## Problem requirements
Return only those lines of the material that contain "ObjectPath".

(Records begins)

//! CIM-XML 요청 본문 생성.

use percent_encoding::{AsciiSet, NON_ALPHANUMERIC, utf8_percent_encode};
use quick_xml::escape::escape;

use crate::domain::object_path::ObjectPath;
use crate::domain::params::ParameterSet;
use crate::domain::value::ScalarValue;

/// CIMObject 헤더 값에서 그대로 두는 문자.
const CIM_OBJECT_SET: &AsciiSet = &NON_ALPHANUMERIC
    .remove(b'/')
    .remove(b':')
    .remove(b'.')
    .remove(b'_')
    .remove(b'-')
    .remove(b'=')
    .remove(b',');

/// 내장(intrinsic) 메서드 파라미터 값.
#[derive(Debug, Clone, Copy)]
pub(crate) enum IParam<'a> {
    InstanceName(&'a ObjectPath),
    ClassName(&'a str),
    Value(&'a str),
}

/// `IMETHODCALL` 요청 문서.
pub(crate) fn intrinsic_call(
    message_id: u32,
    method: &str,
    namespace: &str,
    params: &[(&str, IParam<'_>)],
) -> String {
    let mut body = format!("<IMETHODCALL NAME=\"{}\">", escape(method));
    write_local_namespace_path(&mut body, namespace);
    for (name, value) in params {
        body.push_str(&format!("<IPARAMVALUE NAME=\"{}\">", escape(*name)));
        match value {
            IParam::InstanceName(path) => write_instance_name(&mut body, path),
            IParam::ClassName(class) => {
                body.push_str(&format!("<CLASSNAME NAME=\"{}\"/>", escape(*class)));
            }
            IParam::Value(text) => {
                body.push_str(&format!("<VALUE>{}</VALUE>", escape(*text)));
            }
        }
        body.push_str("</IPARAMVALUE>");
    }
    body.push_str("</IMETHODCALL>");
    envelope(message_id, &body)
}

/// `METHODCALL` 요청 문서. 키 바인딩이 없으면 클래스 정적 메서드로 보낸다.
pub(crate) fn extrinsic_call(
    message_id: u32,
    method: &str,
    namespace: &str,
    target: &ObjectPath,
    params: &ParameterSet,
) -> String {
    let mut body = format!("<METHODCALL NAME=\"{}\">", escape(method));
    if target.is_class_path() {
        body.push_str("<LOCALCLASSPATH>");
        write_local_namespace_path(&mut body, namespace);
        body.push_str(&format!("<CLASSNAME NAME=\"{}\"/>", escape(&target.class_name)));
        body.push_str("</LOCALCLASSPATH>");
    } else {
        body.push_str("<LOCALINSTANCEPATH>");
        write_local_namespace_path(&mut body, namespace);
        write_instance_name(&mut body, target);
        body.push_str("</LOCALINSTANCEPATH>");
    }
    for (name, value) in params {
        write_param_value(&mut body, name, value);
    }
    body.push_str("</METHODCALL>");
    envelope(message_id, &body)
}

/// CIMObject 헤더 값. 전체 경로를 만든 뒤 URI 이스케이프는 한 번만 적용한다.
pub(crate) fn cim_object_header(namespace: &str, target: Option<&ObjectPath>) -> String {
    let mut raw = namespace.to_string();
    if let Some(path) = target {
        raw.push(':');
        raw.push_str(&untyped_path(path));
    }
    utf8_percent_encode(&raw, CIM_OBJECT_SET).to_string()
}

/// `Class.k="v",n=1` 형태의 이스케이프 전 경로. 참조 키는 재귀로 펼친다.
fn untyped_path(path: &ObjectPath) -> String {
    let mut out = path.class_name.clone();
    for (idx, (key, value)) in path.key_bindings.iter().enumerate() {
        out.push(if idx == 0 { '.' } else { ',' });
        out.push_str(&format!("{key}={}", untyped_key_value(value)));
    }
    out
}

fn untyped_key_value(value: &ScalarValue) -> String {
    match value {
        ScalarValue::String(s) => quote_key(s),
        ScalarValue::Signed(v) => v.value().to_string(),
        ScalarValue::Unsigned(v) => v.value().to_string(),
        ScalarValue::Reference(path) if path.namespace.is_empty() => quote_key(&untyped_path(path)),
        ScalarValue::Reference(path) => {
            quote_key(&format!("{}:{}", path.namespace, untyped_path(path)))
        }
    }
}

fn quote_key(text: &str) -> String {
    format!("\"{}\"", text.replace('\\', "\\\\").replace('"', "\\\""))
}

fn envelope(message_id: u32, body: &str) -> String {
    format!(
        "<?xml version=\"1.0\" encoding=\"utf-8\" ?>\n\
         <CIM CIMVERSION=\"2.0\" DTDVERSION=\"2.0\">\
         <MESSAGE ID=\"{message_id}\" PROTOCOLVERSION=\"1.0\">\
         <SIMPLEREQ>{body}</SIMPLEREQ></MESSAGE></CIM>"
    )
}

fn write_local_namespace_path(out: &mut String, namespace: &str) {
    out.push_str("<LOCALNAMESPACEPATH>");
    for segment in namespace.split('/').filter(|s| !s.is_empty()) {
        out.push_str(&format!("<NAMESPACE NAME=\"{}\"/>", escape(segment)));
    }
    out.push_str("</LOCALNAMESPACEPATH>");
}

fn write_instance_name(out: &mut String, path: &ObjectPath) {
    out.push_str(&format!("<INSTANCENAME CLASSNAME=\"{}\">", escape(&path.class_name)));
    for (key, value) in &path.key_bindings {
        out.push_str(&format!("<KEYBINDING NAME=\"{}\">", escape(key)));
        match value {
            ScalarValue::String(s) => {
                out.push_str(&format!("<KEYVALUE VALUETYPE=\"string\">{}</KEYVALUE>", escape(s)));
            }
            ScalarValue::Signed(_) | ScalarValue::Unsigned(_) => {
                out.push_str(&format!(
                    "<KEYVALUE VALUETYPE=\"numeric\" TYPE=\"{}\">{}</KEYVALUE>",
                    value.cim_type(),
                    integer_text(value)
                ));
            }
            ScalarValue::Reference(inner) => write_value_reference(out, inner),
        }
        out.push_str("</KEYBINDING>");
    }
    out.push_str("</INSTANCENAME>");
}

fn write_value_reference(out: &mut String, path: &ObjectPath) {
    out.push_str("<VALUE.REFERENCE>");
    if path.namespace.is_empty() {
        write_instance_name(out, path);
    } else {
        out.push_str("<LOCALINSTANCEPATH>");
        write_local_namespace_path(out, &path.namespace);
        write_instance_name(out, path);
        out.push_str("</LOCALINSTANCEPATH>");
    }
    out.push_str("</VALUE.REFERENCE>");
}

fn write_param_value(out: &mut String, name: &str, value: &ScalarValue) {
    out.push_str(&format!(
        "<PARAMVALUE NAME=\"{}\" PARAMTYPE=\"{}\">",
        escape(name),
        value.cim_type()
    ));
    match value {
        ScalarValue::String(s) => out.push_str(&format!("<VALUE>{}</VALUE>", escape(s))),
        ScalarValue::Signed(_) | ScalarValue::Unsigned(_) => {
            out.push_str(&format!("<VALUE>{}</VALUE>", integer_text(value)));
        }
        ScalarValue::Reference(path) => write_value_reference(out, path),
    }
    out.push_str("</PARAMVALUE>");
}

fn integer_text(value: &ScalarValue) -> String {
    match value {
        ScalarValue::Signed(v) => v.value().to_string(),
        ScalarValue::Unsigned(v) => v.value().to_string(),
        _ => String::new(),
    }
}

(Records ends)

## Task response
use crate::domain::object_path::ObjectPath;
    InstanceName(&'a ObjectPath),
    target: &ObjectPath,
pub(crate) fn cim_object_header(namespace: &str, target: Option<&ObjectPath>) -> String {
fn untyped_path(path: &ObjectPath) -> String {
fn write_instance_name(out: &mut String, path: &ObjectPath) {
fn write_value_reference(out: &mut String, path: &ObjectPath) {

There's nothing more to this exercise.